Abstract
Dermatologists are often required to prescribe immunosuppressive agents for the treatment of serious and recalcitrant dematoses. Azathioprine, cyclophosphamide, methotrexate, and cyclosporine are the immunosuppressive agents most commonly used by dermatologists. The immunosuppressive drugs act by a variety of mechanisms. In general, the precise mechanisms responsible for most therapeutic benefits observed with these agents are understood only partially. Unlike biologic agents that selectively inhibit a proinflammatory cytokine and/or block its receptor, the immunosuppressive drugs interfere with combinations of critical pathways in the inflammatory cascade. Among the immunosuppressive drugs, several are "cytotoxic", causing either cell death or impaired proliferation; such drugs include cyclophosphamide, chlorambucil, methotrexate, and azathioprine. Other drugs suppress the immune system by inhibiting the proliferation or function of lymphocytes. This class includes drugs such as cyclosporine and tacrolimus, which specifically target calcineurin and thereby inhibit the production of interleukin-2 by activated T-lymphocytes. Others prevent lymphocyte proliferation by inhibiting nucleotide synthesis, for example, mycophenolate mofetil blocks the synthesis of purine. Finally glucocorticoids have many effects upon innate and acquired immunity. Familiarity with disease-specific clinical efficacy, side-effect profile, and dosage allows the successful and judicious use of these drugs in dermatologic disorders.
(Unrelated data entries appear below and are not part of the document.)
//! # Execution Engine
//!
//! The operator family over the storage engine: DDL (create/drop table),
//! DML (insert, delete, update), scans (sequential, filtered, index,
//! range), projection, joins, ordering, and grouped aggregation.
//!
//! Operators return plain values (booleans, counts, row lists) and
//! never panic or surface errors across the boundary: a missing table or
//! column, an arity mismatch, or an I/O failure shows up as `false`,
//! `0`, or an empty result. Internal storage errors travel as
//! `eyre::Result` below this layer and are translated here.
//!
//! Row order out of a scan is deterministic: ascending page id, then
//! physical order within each page. Inserts fill the first page with
//! room scanning from the highest page id downward, so updated rows may
//! re-appear later in scan order than the rows they replaced.

mod aggregate;
mod join;
mod predicate;
mod sort;

pub use aggregate::{AggFunc, GroupRow};
pub use predicate::{compare_values, CompareOp, Condition};
pub use sort::SortOrder;

use tracing::warn;

use crate::records::Row;
use crate::schema::TableSchema;
use crate::storage::StorageEngine;
use crate::types::Column;

/// Executes operators against a storage engine it owns.
#[derive(Debug)]
pub struct ExecutionEngine {
    storage: StorageEngine,
}

impl ExecutionEngine {
    pub fn new(storage: StorageEngine) -> Self {
        Self { storage }
    }

    pub fn storage(&self) -> &StorageEngine {
        &self.storage
    }

    pub fn storage_mut(&mut self) -> &mut StorageEngine {
        &mut self.storage
    }

    // ---- ddl -------------------------------------------------------------

    /// Registers a new table and initializes its primary index. Rejects
    /// empty names, empty column lists, and duplicate tables.
    pub fn create_table(&mut self, table: &str, columns: Vec<Column>) -> bool {
        if table.is_empty() || columns.is_empty() {
            return false;
        }
        let schema = TableSchema::new(table, columns);
        if self.storage.catalog_mut().register_table(schema.clone()).is_err() {
            return false;
        }
        self.storage.init_primary_index(&schema);
        true
    }

    /// Unregisters the table and deletes its page and index files.
    /// Refuses empty or unknown names.
    pub fn drop_table(&mut self, table: &str) -> bool {
        if table.is_empty() || self.storage.catalog().get_table_schema(table).is_none() {
            return false;
        }
        if self.storage.catalog_mut().unregister_table(table).is_err() {
            return false;
        }
        if !self.storage.drop_table_data(table) {
            warn!(table, "table data cleanup incomplete after catalog removal");
        }
        let _ = self.storage.drop_composite_index(table);
        true
    }

    // ---- dml -------------------------------------------------------------

    /// Inserts one row. Scans pages from the highest id downward for the
    /// first with room, creating a new page when none fits; flushes the
    /// touched page and maintains the indexes.
    pub fn insert(&mut self, table: &str, values: Vec<String>) -> bool {
        let Some(schema) = self.storage.catalog().get_table_schema(table) else {
            return false;
        };
        if values.len() != schema.column_count() {
            return false;
        }

        let row = Row::new(values);
        let max_id = self.storage.get_table_max_page_id(table);
        for page_id in (1..=max_id).rev() {
            let inserted = self
                .storage
                .get_page(table, page_id)
                .map_or(false, |page| page.insert_row(&row));
            if inserted {
                self.finish_insert(table, page_id, &row);
                return true;
            }
        }

        let page_id = self.storage.create_new_page(table);
        let inserted = self
            .storage
            .get_page(table, page_id)
            .map_or(false, |page| page.insert_row(&row));
        if inserted {
            self.finish_insert(table, page_id, &row);
            true
        } else {
            // The row does not fit even in an empty page.
            false
        }
    }

    fn finish_insert(&mut self, table: &str, page_id: u64, row: &Row) {
        if let Err(err) = self.storage.write_page(table, page_id) {
            warn!(table, page_id, %err, "failed to flush page after insert");
        }
        self.storage.insert_index_row(table, row.values());
    }

    /// Inserts a batch of rows, returning how many succeeded.
    pub fn insert_many(&mut self, table: &str, rows: Vec<Vec<String>>) -> usize {
        rows.into_iter()
            .filter(|values| self.insert(table, values.clone()))
            .count()
    }

    /// Tombstones every live row matching the predicate, erases its index
    /// entries, and flushes the touched pages. Returns the count.
    pub fn delete_rows<F>(&mut self, table: &str, predicate: F) -> usize
    where
        F: Fn(&[String]) -> bool,
    {
        if self.storage.catalog().get_table_schema(table).is_none() {
            return 0;
        }

        let mut deleted = 0;
        let max_id = self.storage.get_table_max_page_id(table);
        for page_id in 1..=max_id {
            let mut victims: Vec<(usize, Vec<String>)> = Vec::new();
            if let Some(page) = self.storage.get_page(table, page_id) {
                for (offset, row) in page.records() {
                    if !row.is_deleted() && predicate(row.values()) {
                        victims.push((offset, row.into_values()));
                    }
                }
                for (offset, _) in &victims {
                    page.mark_deleted(*offset);
                }
            }
            for (_, values) in &victims {
                self.storage.remove_index_entries(table, values);
            }
            deleted += victims.len();
            if let Err(err) = self.storage.write_page(table, page_id) {
                warn!(table, page_id, %err, "failed to flush page after delete");
            }
        }
        deleted
    }

    /// Updates every live row matching the predicate: tombstones the old
    /// record and re-inserts the substituted row through the normal insert
    /// path, so the replacement may land on any page. SET clauses naming
    /// unknown columns are skipped; a row counts only when its replacement
    /// insert succeeds.
    pub fn update_rows<F>(
        &mut self,
        table: &str,
        set_clauses: &[(String, String)],
        predicate: F,
    ) -> usize
    where
        F: Fn(&[String]) -> bool,
    {
        let Some(schema) = self.storage.catalog().get_table_schema(table) else {
            return 0;
        };
        let sets: Vec<(usize, String)> = set_clauses
            .iter()
            .filter_map(|(name, value)| {
                schema.column_index(name).map(|idx| (idx, value.clone()))
            })
            .collect();
        if sets.is_empty() {
            return 0;
        }

        let mut replacements: Vec<Vec<String>> = Vec::new();
        let max_id = self.storage.get_table_max_page_id(table);
        for page_id in 1..=max_id {
            let mut victims: Vec<(usize, Vec<String>, Vec<String>)> = Vec::new();
            if let Some(page) = self.storage.get_page(table, page_id) {
                for (offset, row) in page.records() {
                    if row.is_deleted() || !predicate(row.values()) {
                        continue;
                    }
                    let old_values = row.values().to_vec();
                    let mut new_values = row.into_values();
                    for (idx, value) in &sets {
                        if let Some(slot) = new_values.get_mut(*idx) {
                            *slot = value.clone();
                        }
                    }
                    victims.push((offset, old_values, new_values));
                }
                for (offset, _, _) in &victims {
                    page.mark_deleted(*offset);
                }
            }
            for (_, old_values, _) in &victims {
                self.storage.remove_index_entries(table, old_values);
            }
            if let Err(err) = self.storage.write_page(table, page_id) {
                warn!(table, page_id, %err, "failed to flush page after update");
            }
            replacements.extend(victims.into_iter().map(|(_, _, new_values)| new_values));
        }

        replacements
            .into_iter()
            .filter(|values| self.insert(table, values.clone()))
            .count()
    }

    // ---- scans -----------------------------------------------------------

    /// Reads every live row of the table: pages `1..=max_page_id` in
    /// ascending order, physical order within each page.
    pub fn seq_scan(&mut self, table: &str) -> Vec<Row> {
        if self.storage.catalog().get_table_schema(table).is_none() {
            return Vec::new();
        }
        let max_id = self.storage.get_table_max_page_id(table);
        let mut rows = Vec::new();
        for page_id in 1..=max_id {
            if let Some(page) = self.storage.get_page(table, page_id) {
                rows.extend(page.rows());
            }
        }
        rows
    }

    /// Sequential scan filtered by a caller-supplied per-row predicate.
    pub fn filter<F>(&mut self, table: &str, predicate: F) -> Vec<Row>
    where
        F: Fn(&[String]) -> bool,
    {
        self.seq_scan(table)
            .into_iter()
            .filter(|row| predicate(row.values()))
            .collect()
    }

    /// Sequential scan filtered by an AND of pushdown conditions. An
    /// empty condition list returns the full scan.
    pub fn filter_conditions(&mut self, table: &str, conditions: &[Condition]) -> Vec<Row> {
        let rows = self.seq_scan(table);
        if conditions.is_empty() {
            return rows;
        }
        rows.into_iter()
            .filter(|row| conditions.iter().all(|cond| cond.matches(row.values())))
            .collect()
    }

    /// Extracts the named columns, in the requested order, from rows of
    /// the table. Any unknown column name yields an empty result.
    pub fn project(
        &self,
        table: &str,
        rows: &[Row],
        target_columns: &[String],
    ) -> Vec<Vec<String>> {
        let mut indices = Vec::with_capacity(target_columns.len());
        for name in target_columns {
            match self.storage.catalog().get_column_index(table, name) {
                Some(idx) => indices.push(idx),
                None => return Vec::new(),
            }
        }
        rows.iter()
            .map(|row| {
                indices
                    .iter()
                    .map(|&idx| row.values().get(idx).cloned().unwrap_or_default())
                    .collect()
            })
            .collect()
    }

    // ---- index scans -----------------------------------------------------

    /// Primary-index point lookup.
    pub fn index_scan(&self, table: &str, pk: &str) -> Option<Row> {
        self.storage.index_get_row_values(table, pk).map(Row::new)
    }

    /// Primary-index range lookup, closed interval `[min, max]` in
    /// lexicographic key order.
    pub fn index_range_scan(&self, table: &str, min_pk: &str, max_pk: &str) -> Vec<Row> {
        self.storage
            .index_range_row_values(table, min_pk, max_pk)
            .into_iter()
            .map(Row::new)
            .collect()
    }

    /// Composite-index range lookup, closed interval over the separator-
    /// joined keys.
    pub fn composite_index_range_scan(&self, table: &str, min: &str, max: &str) -> Vec<Row> {
        self.storage
            .composite_index_range_row_values(table, min, max)
            .into_iter()
            .map(Row::new)
            .collect()
    }
}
This chapter summarizes the characteristics of systemic immunosuppressive agents commonly used in dermatology.
Keywords: Cyclosporine, methotrexate, cyclophosphamide, azathioprine, mofetil mycofenolate, intravenous immunoglobulins, immunosupressive agents, cyclosporine, methotrexate, cyclophosphamide, azathioprine, mofetil mycofenolate, intravenous immunoglobulins, administration, oral, infusions, parenteral, skin and connective tissue diseases, skin.